[Dataset entries]
# # # # # # #

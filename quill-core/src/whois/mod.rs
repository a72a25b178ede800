mod date;
mod decode;
mod dispatch;
mod extract;
mod parser;
mod record;
mod registry;
mod rules;
mod ruleset;
mod suffixes;

pub use date::normalize as normalize_date;
pub use dispatch::{normalize_domain, suffix_candidates, Resolved};
pub use extract::extract;
pub use parser::{load, ParserConfig, WhoisParser};
pub use record::{FieldValue, Record, Scalar, DATETIME_FORMAT};
pub use registry::{Registry, RegistryBuilder, REGISTRY};
pub use rules::{Cardinality, Rule, RuleSpec, Transform};
pub use ruleset::{FieldDelta, FieldRules, FieldSpec, Merge, RuleSet, SuffixRules};
pub use suffixes::{CATALOGUE, GENERIC};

# # # # # # #

• [What to produce]: Reproduce all of the data exactly as given.

• [Solution]:
filename quill-core/src/whois/mod.rs
repository a72a25b178ede800
mod date;
mod decode;
mod dispatch;
mod extract;
mod parser;
mod record;
mod registry;
mod rules;
mod ruleset;
mod suffixes;

pub use date::normalize as normalize_date;
pub use dispatch::{normalize_domain, suffix_candidates, Resolved};
pub use extract::extract;
pub use parser::{load, ParserConfig, WhoisParser};
pub use record::{FieldValue, Record, Scalar, DATETIME_FORMAT};
pub use registry::{Registry, RegistryBuilder, REGISTRY};
pub use rules::{Cardinality, Rule, RuleSpec, Transform};
pub use ruleset::{FieldDelta, FieldRules, FieldSpec, Merge, RuleSet, SuffixRules};
pub use suffixes::{CATALOGUE, GENERIC};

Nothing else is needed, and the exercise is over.